Solitude, Nashville, and a Poem

I wrote this back when I was living in Nashville, struggling with a 9-5 life and wondering about a time when things were much simpler. Back when I was growing up in the Middle East and moving around so much with my family, life teemed with a kind of freedom that is difficult to find these days. The kind that shields you from the true absurdity of being a human being. And now, freedom means that ~I’m~ the one who has to pay her own bills. It also means I get to love-- whomever I want, however much I desire— and I think that's worth it.


Eight Hours


How precious you are

How sleek the way you move.

Gliding against the tides of time

Kissing strangers in New American restaurants or

Melting into the thuds of a 9 am keyboard.


Eight Hours.

What a grueling last name-

Hours.


“Hi, my name is Eight.

I’m the eldest of twenty four,

Fourth heir to the kingdom of time.

My duty is to succeed.

Seven after eight,

Eight after seven.

But I like

Mangoes in the monsoon even more.


When I was an early Eight, I met a love.

We were sweethearts in college;

In Rome and Sadley

Agra and Amsterdam

Sylhet and Salalah.


When we were married in Buraidah,

A long, long time ago


She would nibble at my ears and

Make me dream.

Where Eight was

Two Hundred Thousand stars in space.

Floating on magma and

Dreaming a Dream in a Thought

(I’d do anything for you (in the dark)).


Content in a teacup.

A casket of nibbled ears

And her.


When we were married in Buraidah,

A long, long time ago


She left me.

Or really, I left her and haven’t seen her since.

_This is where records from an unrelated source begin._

impl SimState {
    fn render(&self) -> String {
        if self.route == Route::Blank {
            return "<html><head></head><body></body></html>".to_string();
        }
        let mut html = String::with_capacity(4096);
        html.push_str(r#"<html><head><title>XYZ Bank</title></head><body ng-app="BankingProject">"#);
        html.push_str(r#"<div class="container-fluid"><div class="border box mainhdr">"#);
        html.push_str(r#"<button class="btn home" ng-click="home()">Home</button>"#);
        html.push_str(r#"<strong class="mainHeading">XYZ Bank</strong>"#);
        let logged_in = self.ui.customer.is_some() && self.route.needs_customer();
        let _ = write!(
            html,
            r#"<button class="btn logout{}" ng-show="logout" ng-click="byebye()">Logout</button>"#,
            hidden_unless(logged_in)
        );
        html.push_str(r#"</div><div class="ng-scope" ui-view="">"#);
        match self.route {
            Route::Blank => {}
            Route::Login => render_login(&mut html),
            Route::Customer => self.render_customer_login(&mut html),
            Route::Account => self.render_account(&mut html),
            Route::Transactions => self.render_transactions(&mut html),
            Route::Manager | Route::AddCustomer | Route::OpenAccount | Route::CustomerList => {
                self.render_manager(&mut html);
            }
        }
        html.push_str("</div></div></body></html>");
        html
    }

    fn render_customer_login(&self, html: &mut String) {
        html.push_str(r#"<div class="form-group"><form name="myForm" ng-submit="showAccount()">"#);
        html.push_str(r#"<label>Your Name :</label>"#);
        html.push_str(r#"<select class="form-control" ng-model="custId" id="userSelect" required>"#);
        let _ = write!(
            html,
            r#"<option value=""{}>---Your Name---</option>"#,
            selected_if(self.ui.login_choice.is_none())
        );
        for c in &self.bank.customers {
            let _ = write!(
                html,
                r#"<option value="{}"{}>{}</option>"#,
                c.id,
                selected_if(self.ui.login_choice == Some(c.id)),
                esc(&c.full_name())
            );
        }
        html.push_str("</select>");
        let _ = write!(
            html,
            r#"<button type="submit" class="btn btn-default{}" ng-show="custId != ''">Login</button>"#,
            hidden_unless(self.ui.login_choice.is_some())
        );
        html.push_str("</form></div>");
    }

    fn render_account(&self, html: &mut String) {
        let Some(customer) = self.ui.customer.and_then(|id| self.bank.customer(id)) else {
            return;
        };
        html.push_str(r#"<div class="center"><strong>Welcome "#);
        let _ = write!(
            html,
            r#"<span class="fontBig ng-binding">{}</span> !!</strong>"#,
            esc(&customer.full_name())
        );
        let has_accounts = !customer.accounts.is_empty();
        let _ = write!(
            html,
            r#"<select id="accountSelect" ng-model="accountNo" class="{}">"#,
            if has_accounts { "" } else { "ng-hide" }
        );
        for number in &customer.accounts {
            let _ = write!(
                html,
                r#"<option value="number:{number}"{}>{number}</option>"#,
                selected_if(self.ui.account == Some(*number))
            );
        }
        html.push_str("</select></div>");

        let account = self.ui.account.and_then(|n| self.bank.accounts.get(&n).map(|a| (n, a)));
        let Some((number, account)) = account else {
            html.push_str(r#"<div class="center"><span class="error">Please open an account with us.</span></div>"#);
            return;
        };
        let _ = write!(
            html,
            r#"<div class="center">Account Number : <strong class="ng-binding">{number}</strong> , Balance : <strong class="ng-binding">{}</strong> , Currency : <strong class="ng-binding">{}</strong></div>"#,
            account.balance, account.currency
        );
        html.push_str(r#"<div class="center">"#);
        html.push_str(r#"<button class="btn btn-lg tab" ng-click="transactions()">Transactions</button>"#);
        html.push_str(r#"<button class="btn btn-lg tab" ng-click="deposit()">Deposit</button>"#);
        html.push_str(r#"<button class="btn btn-lg tab" ng-click="withdrawl()">Withdrawl</button>"#);
        html.push_str("</div>");

        let (action, label, button) = match self.ui.tab {
            AccountTab::None => return,
            AccountTab::Deposit => ("deposit()", "Amount to be Deposited :", "Deposit"),
            AccountTab::Withdraw => ("withdrawl()", "Amount to be Withdrawn :", "Withdraw"),
        };
        html.push_str(r#"<div class="container-fluid mainBox"><div class="form-group">"#);
        let _ = write!(
            html,
            r#"<span class="error ng-binding{}" ng-show="message">{}</span>"#,
            hidden_unless(!self.ui.message.is_empty()),
            esc(&self.ui.message)
        );
        let _ = write!(html, r#"</div><form name="myForm" ng-submit="{action}">"#);
        let _ = write!(
            html,
            r#"<div class="form-group"><label>{label}</label><input type="number" class="form-control" ng-model="amount" placeholder="amount" required value="{}"></div>"#,
            esc(&self.ui.amount)
        );
        let _ = write!(html, r#"<button type="submit" class="btn btn-default">{button}</button>"#);
        html.push_str("</form></div>");
    }

    fn render_transactions(&self, html: &mut String) {
        html.push_str(r#"<div class="center">"#);
        html.push_str(r#"<button class="btn" ng-click="back()">Back</button> "#);
        let _ = write!(
            html,
            r#"Start <input type="datetime-local" id="start" ng-model="startDate" value="{}"> "#,
            esc(&self.ui.start)
        );
        let _ = write!(
            html,
            r#"End <input type="datetime-local" id="end" ng-model="end" value="{}"> "#,
            esc(&self.ui.end)
        );
        html.push_str(r#"<button class="btn" ng-click="reset()">Reset</button></div>"#);
        html.push_str(r#"<table class="table table-bordered table-striped"><thead><tr>"#);
        html.push_str(r#"<td><a href="" ng-click="sortType = 'fDate'; sortReverse = !sortReverse">Date-Time</a></td>"#);
        html.push_str("<td>Amount</td><td>Transaction Type</td></tr></thead><tbody>");
        for (i, tx) in self.visible_transactions().iter().enumerate() {
            let _ = write!(
                html,
                r#"<tr id="anchor{i}"><td>{}</td><td>{}</td><td>{}</td></tr>"#,
                tx.at.format(TIMESTAMP_FORMAT),
                tx.amount,
                tx.kind
            );
        }
        html.push_str("</tbody></table>");
    }

    fn render_manager(&self, html: &mut String) {
        html.push_str(r#"<div class="center">"#);
        html.push_str(r#"<button class="btn btn-lg tab" ng-click="addCust()">Add Customer</button>"#);
        html.push_str(r#"<button class="btn btn-lg tab" ng-click="openAccount()">Open Account</button>"#);
        html.push_str(r#"<button class="btn btn-lg tab" ng-click="showCust()">Customers</button>"#);
        html.push_str(r#"</div><div class="ng-scope" ui-view="">"#);
        match self.route {
            Route::AddCustomer => self.render_add_customer(html),
            Route::OpenAccount => self.render_open_account(html),
            Route::CustomerList => self.render_customer_list(html),
            _ => {}
        }
        html.push_str("</div>");
    }

    fn render_add_customer(&self, html: &mut String) {
        html.push_str(r#"<form name="myForm" ng-submit="addCustomer()">"#);
        for (label, model, value) in [
            ("First Name", "fName", &self.ui.first_name),
            ("Last Name", "lName", &self.ui.last_name),
            ("Post Code", "postCd", &self.ui.post_code),
        ] {
            let _ = write!(
                html,
                r#"<div class="form-group"><label>{label} :</label><input type="text" class="form-control" ng-model="{model}" placeholder="{label}" required value="{}"></div>"#,
                esc(value)
            );
        }
        html.push_str(r#"<button type="submit" class="btn btn-default">Add Customer</button></form>"#);
    }

    fn render_open_account(&self, html: &mut String) {
        html.push_str(r#"<form name="myForm" ng-submit="process()"><div class="form-group">"#);
        html.push_str(r#"<label>Customer :</label><select id="userSelect" ng-model="custId" required>"#);
        let _ = write!(
            html,
            r#"<option value=""{}>---Customer Name---</option>"#,
            selected_if(self.ui.open_customer.is_none())
        );
        for c in &self.bank.customers {
            let _ = write!(
                html,
                r#"<option value="{}"{}>{}</option>"#,
                c.id,
                selected_if(self.ui.open_customer == Some(c.id)),
                esc(&c.full_name())
            );
        }
        html.push_str(r#"</select></div><div class="form-group">"#);
        html.push_str(r#"<label>Currency :</label><select id="currency" ng-model="currency" required>"#);
        let _ = write!(
            html,
            r#"<option value=""{}>---Currency---</option>"#,
            selected_if(self.ui.open_currency.is_none())
        );
        for currency in Currency::ALL {
            let _ = write!(
                html,
                r#"<option value="{currency}"{}>{currency}</option>"#,
                selected_if(self.ui.open_currency == Some(currency))
            );
        }
        html.push_str(r#"</select></div><button type="submit">Process</button></form>"#);
    }

    fn render_customer_list(&self, html: &mut String) {
        let _ = write!(
            html,
            r#"<form><div class="input-group"><input type="text" class="form-control" placeholder="Search Customer" ng-model="searchCustomer" value="{}"></div></form>"#,
            esc(&self.ui.search)
        );
        html.push_str(r#"<table class="table table-bordered table-striped"><thead><tr>"#);
        html.push_str("<td>First Name</td><td>Last Name</td><td>Post Code</td><td>Account Number</td><td>Delete Customer</td>");
        html.push_str("</tr></thead><tbody>");
        let term = self.ui.search.to_lowercase();
        let shown = self.bank.customers.iter().filter(|c| {
            [&c.first_name, &c.last_name, &c.post_code]
                .iter()
                .any(|field| field.to_lowercase().contains(&term))
        });
        for c in shown {
            let _ = write!(
                html,
                "<tr><td>{}</td><td>{}</td><td>{}</td><td>",
                esc(&c.first_name),
                esc(&c.last_name),
                esc(&c.post_code)
            );
            for number in &c.accounts {
                let _ = write!(html, r#"<span ng-repeat="account in cust.accountNo">{number} </span>"#);
            }
            let _ = write!(
                html,
                r#"</td><td><button ng-click="deleteCust(cust)" data-id="{}">Delete</button></td></tr>"#,
                c.id
            );
        }
        html.push_str("</tbody></table>");
    }
}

She had gorgeous eyes. The

Warm ones; The

Dark, hazelnut ones that could

Make you fall into a perpetual dream where

Eight can be Two Hundred Thousand butterflies in the ocean,

Swimming for three summer days.


I am Eight.

My mother is god.

One god.

I am eight.


I am sipping

Hot chocolate in a crowded cafe on 21st Ave and

Wondering about love.

Not the Buraidah kind of love,

But maybe something new.

A different kind of solitary love that you

Find in long, summer walks or

The fluttering ruffles of a white dress.


I dream to be Nine, even Ten, one day.

Ten Hours in Eight.


I would give one to the divine

And ask her, ‘How do you love?’

My other hour,

Ninth of Eight,

I would give

To all the solitary hearts in this world


And tell them to be brave.”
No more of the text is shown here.